=== PROVIDED RECORDS ===

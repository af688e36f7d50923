use glam::Vec3A;

use crate::{Aabb3d, BuildContoursFlags};
#[cfg(feature = "bevy_reflect")]
use bevy_reflect::prelude::*;

/// Specifies a configuration to use when baking navmesh tiles. Usually built using [`NavmeshConfigBuilder`].
///
/// This is an aggregation of parameters used at the different stages of the bake. All grid
/// quantities are derived from the designer-facing values of the builder.
///
/// Units are usually in voxels (vx) or world units (wu). The units for voxels, grid size,
/// and cell size are all based on the values of cs and ch.
///
/// > Note:
/// >
/// > First you should decide the size of your agent's logical cylinder.
/// > If your game world uses meters as units, a reasonable starting point for a human-sized agent
/// > might be a radius of 0.5 and a height of 2.0.
#[derive(Debug, Clone, PartialEq)]
#[cfg_attr(feature = "serialize", derive(serde::Serialize, serde::Deserialize))]
pub struct NavmeshConfig {
    /// The width of the field along the x-axis, including the border on both sides. `[Limit: >= 0] [Units: vx]`
    pub width: u16,

    /// The height of the field along the z-axis, including the border on both sides. `[Limit: >= 0] [Units: vx]`
    pub height: u16,

    /// The width/height size of tiles on the xz-plane, without border. `[Limit: >= 0] [Units: vx]`
    pub tile_size: u16,

    /// The size of the non-navigable border around each tile. `[Limit: >=0] [Units: vx]`
    ///
    /// Geometry within the border is rasterized so that tiles see their neighbors' obstacles,
    /// but no polygons are generated for it.
    pub border_size: u16,

    /// The xz-plane cell size to use for fields. `[Limit: > 0] [Units: wu]`.
    ///
    /// A recommended starting value is either r/2 or r/3 of the agent radius r.
    /// Smaller values increase rasterization resolution and navmesh detail, at the cost of
    /// generation time.
    pub cell_size: f32,

    /// The y-axis cell size to use for fields. `[Limit: > 0] [Units: wu]`
    ///
    /// A good starting point is half the cell size. Lower values let the navmesh connect areas
    /// separated by small curbs or ditches.
    pub cell_height: f32,

    /// The maximum slope that is considered walkable. `[Limits: 0 <= value < 0.5*π] [Units: Radians]`
    pub walkable_slope_angle: f32,

    /// Minimum floor to 'ceiling' height that will still allow the floor area to
    /// be considered walkable. `[Limit: >= 3] [Units: vx]`
    ///
    /// Calculated as `(agent_height / cell_height).ceil()`.
    pub walkable_height: u16,

    /// Maximum ledge height that is considered to still be traversable. `[Limit: >=0] [Units: vx]`
    ///
    /// Calculated as `(max_climb / cell_height).floor()`.
    pub walkable_climb: u16,

    /// The distance to erode/shrink the walkable area of the heightfield away from
    /// obstructions. `[Limit: >=0] [Units: vx]`
    ///
    /// Calculated as `(agent_radius / cell_size).ceil()`.
    pub walkable_radius: u16,

    /// The maximum allowed length for contour edges along the border of the mesh. `[Limit: >=0] [Units: vx]`
    ///
    /// Extra vertices will be inserted as needed to keep contour edges below this length.
    /// A value of zero disables this feature.
    pub max_edge_len: u16,

    /// The maximum distance a simplified contour's border edges should deviate
    /// the original raw contour. `[Limit: >=0] [Units: vx]`
    ///
    /// Good values are in the range `[1.1, 1.5]`.
    pub max_simplification_error: f32,

    /// The minimum number of cells allowed to form isolated island areas. `[Limit: >=0] [Units: vx]`
    pub min_region_area: u16,

    /// Any regions with a span count smaller than this value will, if possible,
    /// be merged with larger regions. `[Limit: >=0] [Units: vx]`
    pub merge_region_area: u16,

    /// The maximum number of vertices allowed for polygons generated during the
    /// contour to polygon conversion process. `[Limit: >= 3]`
    pub max_vertices_per_polygon: u16,

    /// Sets the sampling distance to use when generating the detail mesh.
    /// (For height detail only.) `[Limits: 0 or >= 0.9] [Units: wu]`
    pub detail_sample_dist: f32,

    /// The maximum distance the detail mesh surface should deviate from heightfield
    /// data. (For height detail only.) `[Limit: >=0] [Units: wu]`
    pub detail_sample_max_error: f32,

    /// Flags controlling the [`ContourSet`](crate::ContourSet) generation process.
    pub contour_flags: BuildContoursFlags,
}

impl NavmeshConfig {
    /// The world-space extent of one tile along x and z, including its border on both sides.
    #[inline]
    pub fn tile_world_size(&self) -> f32 {
        self.tile_size as f32 * self.cell_size + 2.0 * self.border_size as f32 * self.cell_size
    }

    /// The world-space distance between the origins of two adjacent tiles.
    #[inline]
    pub fn tile_stride(&self) -> f32 {
        self.tile_size as f32 * self.cell_size
    }

    /// Number of tiles along x and z needed to cover `world_bounds`.
    pub fn tile_count(&self, world_bounds: &Aabb3d) -> (i32, i32) {
        let size = world_bounds.size();
        let stride = self.tile_stride();
        (
            (size.x / stride).ceil().max(1.0) as i32,
            (size.z / stride).ceil().max(1.0) as i32,
        )
    }

    /// The footprint of tile `(x, z)` without its border. The y-range is taken from `world_bounds`.
    pub fn tile_bounds(&self, world_bounds: &Aabb3d, x: i32, z: i32) -> Aabb3d {
        let stride = self.tile_stride();
        let min = Vec3A::new(
            world_bounds.min.x + x as f32 * stride,
            world_bounds.min.y,
            world_bounds.min.z + z as f32 * stride,
        );
        Aabb3d {
            min,
            max: Vec3A::new(min.x + stride, world_bounds.max.y, min.z + stride),
        }
    }

    /// The coordinates of the tile containing `position`.
    pub fn tile_at(&self, world_bounds: &Aabb3d, position: Vec3A) -> (i32, i32) {
        let stride = self.tile_stride();
        (
            ((position.x - world_bounds.min.x) / stride).floor() as i32,
            ((position.z - world_bounds.min.z) / stride).floor() as i32,
        )
    }
}

/// A builder for [`NavmeshConfig`]. The config has lots of interdependent values,
/// so this builder derives them from a handful of designer-facing parameters.
/// The default values are chosen to be reasonable for an agent resembling an adult human.
#[derive(Debug, Clone, PartialEq)]
#[cfg_attr(feature = "serialize", derive(serde::Serialize, serde::Deserialize))]
#[cfg_attr(feature = "bevy_reflect", derive(Reflect))]
#[cfg_attr(
    all(feature = "serialize", feature = "bevy_reflect"),
    reflect(Serialize, Deserialize)
)]
pub struct NavmeshConfigBuilder {
    /// The xz-plane cell size to use for fields. `[Limit: > 0] [Units: wu]`.
    pub cell_size: f32,
    /// The y-axis cell size to use for fields. `[Limit: > 0] [Units: wu]`
    pub cell_height: f32,
    /// The height of the agent. `[Limit: > 0] [Units: wu]`
    ///
    /// It's often a good idea to add a little bit of padding to the height. For example,
    /// an agent that is 1.8 world units tall might want to set this value to 2.0 units.
    pub agent_height: f32,
    /// The radius of the agent. `[Limit: > 0] [Units: wu]`
    pub agent_radius: f32,
    /// The highest step the agent can climb. `[Limit: >= 0] [Units: wu]`
    pub agent_max_climb: f32,
    /// The steepest walkable slope. `[Limits: 0 <= value < 90] [Units: Degrees]`
    pub agent_max_slope_degrees: f32,
    /// Side length of the smallest island region that is kept. `[Units: vx]`
    pub region_min_size: f32,
    /// Side length below which regions are merged into neighbors. `[Units: vx]`
    pub region_merge_size: f32,
    /// Longest allowed contour edge. `[Units: wu]`
    pub edge_max_len: f32,
    /// Contour simplification tolerance. `[Units: vx]`
    pub edge_max_error: f32,
    /// Maximum vertices per polygon. `[Limit: >= 3]`
    pub verts_per_poly: u16,
    /// Detail sampling distance as a multiple of the cell size. Values below 0.9 disable sampling.
    pub detail_sample_dist: f32,
    /// Detail sampling error as a multiple of the cell height.
    pub detail_sample_max_error: f32,
    /// Tile side length without border. `[Units: vx]`
    pub tile_size: u16,
}

impl Default for NavmeshConfigBuilder {
    fn default() -> Self {
        Self {
            cell_size: 0.3,
            cell_height: 0.1,
            agent_height: 2.0,
            agent_radius: 0.5,
            agent_max_climb: 1.5,
            agent_max_slope_degrees: 60.0,
            region_min_size: 8.0,
            region_merge_size: 20.0,
            edge_max_len: 12.0,
            edge_max_error: 1.3,
            verts_per_poly: 6,
            detail_sample_dist: 6.0,
            detail_sample_max_error: 1.0,
            tile_size: 256,
        }
    }
}

impl NavmeshConfigBuilder {
    /// Sets the six designer inputs at once, keeping everything else.
    pub fn with_generator_params(
        mut self,
        cell_size: f32,
        cell_height: f32,
        agent_radius: f32,
        agent_height: f32,
        max_slope_degrees: f32,
        max_climb: f32,
    ) -> Self {
        self.cell_size = cell_size;
        self.cell_height = cell_height;
        self.agent_radius = agent_radius;
        self.agent_height = agent_height;
        self.agent_max_slope_degrees = max_slope_degrees;
        self.agent_max_climb = max_climb;
        self
    }

    /// Builds a [`NavmeshConfig`] from the current configuration.
    pub fn build(&self) -> NavmeshConfig {
        let walkable_radius = (self.agent_radius / self.cell_size).ceil() as u16;
        // Reserve enough padding.
        let border_size = walkable_radius + 3;
        NavmeshConfig {
            width: self.tile_size + border_size * 2,
            height: self.tile_size + border_size * 2,
            tile_size: self.tile_size,
            border_size,
            cell_size: self.cell_size,
            cell_height: self.cell_height,
            walkable_slope_angle: self.agent_max_slope_degrees.to_radians(),
            walkable_height: (self.agent_height / self.cell_height).ceil() as u16,
            walkable_climb: (self.agent_max_climb / self.cell_height).floor() as u16,
            walkable_radius,
            max_edge_len: (self.edge_max_len / self.cell_size) as u16,
            max_simplification_error: self.edge_max_error,
            min_region_area: (self.region_min_size * self.region_min_size) as u16,
            merge_region_area: (self.region_merge_size * self.region_merge_size) as u16,
            max_vertices_per_polygon: self.verts_per_poly,
            detail_sample_dist: if self.detail_sample_dist < 0.9 {
                0.0
            } else {
                self.cell_size * self.detail_sample_dist
            },
            detail_sample_max_error: self.cell_height * self.detail_sample_max_error,
            contour_flags: BuildContoursFlags::default(),
        }
    }
}

#[cfg(test)]
mod tests {
    use approx::assert_relative_eq;

    use super::*;

    #[test]
    fn defaults_derive_grid_quantities() {
        let config = NavmeshConfigBuilder::default().build();
        assert_eq!(config.walkable_height, 20);
        assert_eq!(config.walkable_climb, 15);
        assert_eq!(config.walkable_radius, 2);
        assert_eq!(config.border_size, 5);
        assert_eq!(config.width, 266);
        assert_eq!(config.height, 266);
        assert!((39..=40).contains(&config.max_edge_len));
        assert_eq!(config.min_region_area, 64);
        assert_eq!(config.merge_region_area, 400);
        assert_relative_eq!(config.detail_sample_dist, 1.8, epsilon = 1e-5);
        assert_relative_eq!(config.detail_sample_max_error, 0.1);
        assert_relative_eq!(config.walkable_slope_angle, 60.0_f32.to_radians());
    }

    #[test]
    fn tile_world_size_includes_border() {
        let config = NavmeshConfigBuilder::default().build();
        assert_relative_eq!(config.tile_world_size(), 256.0 * 0.3 + 2.0 * 5.0 * 0.3, epsilon = 1e-4);
        assert_relative_eq!(config.tile_stride(), 76.8, epsilon = 1e-4);
    }

    #[test]
    fn tiles_cover_world_bounds() {
        let config = NavmeshConfigBuilder {
            tile_size: 10,
            cell_size: 1.0,
            ..Default::default()
        }
        .build();
        let world = Aabb3d {
            min: Vec3A::new(-5.0, 0.0, 0.0),
            max: Vec3A::new(20.0, 4.0, 10.0),
        };
        assert_eq!(config.tile_count(&world), (3, 1));
        let bounds = config.tile_bounds(&world, 1, 0);
        assert_eq!(bounds.min, Vec3A::new(5.0, 0.0, 0.0));
        assert_eq!(bounds.max, Vec3A::new(15.0, 4.0, 10.0));
        assert_eq!(config.tile_at(&world, Vec3A::new(5.5, 1.0, 9.9)), (1, 0));
        assert_eq!(config.tile_at(&world, Vec3A::new(-6.0, 1.0, 0.0)), (-1, 0));
    }

    #[test]
    fn border_follows_agent_radius() {
        let config = NavmeshConfigBuilder::default()
            .with_generator_params(0.25, 0.1, 1.0, 2.0, 45.0, 0.5)
            .build();
        assert_eq!(config.walkable_radius, 4);
        assert_eq!(config.border_size, 7);
        assert_eq!(config.walkable_climb, 5);
    }

    #[test]
    fn small_sample_distance_disables_detail_sampling() {
        let config = NavmeshConfigBuilder {
            detail_sample_dist: 0.5,
            ..Default::default()
        }
        .build();
        assert_eq!(config.detail_sample_dist, 0.0);
    }
}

===

TASK
Please retype, with no changes, the lines that run from the first line of the entries to the line with "agent's logical cylinder.", both ends included.

THE COMPLETED TASK
repository af688e36f7d50923
use glam::Vec3A;

use crate::{Aabb3d, BuildContoursFlags};
#[cfg(feature = "bevy_reflect")]
use bevy_reflect::prelude::*;

/// Specifies a configuration to use when baking navmesh tiles. Usually built using [`NavmeshConfigBuilder`].
///
/// This is an aggregation of parameters used at the different stages of the bake. All grid
/// quantities are derived from the designer-facing values of the builder.
///
/// Units are usually in voxels (vx) or world units (wu). The units for voxels, grid size,
/// and cell size are all based on the values of cs and ch.
///
/// > Note:
/// >
/// > First you should decide the size of your agent's logical cylinder.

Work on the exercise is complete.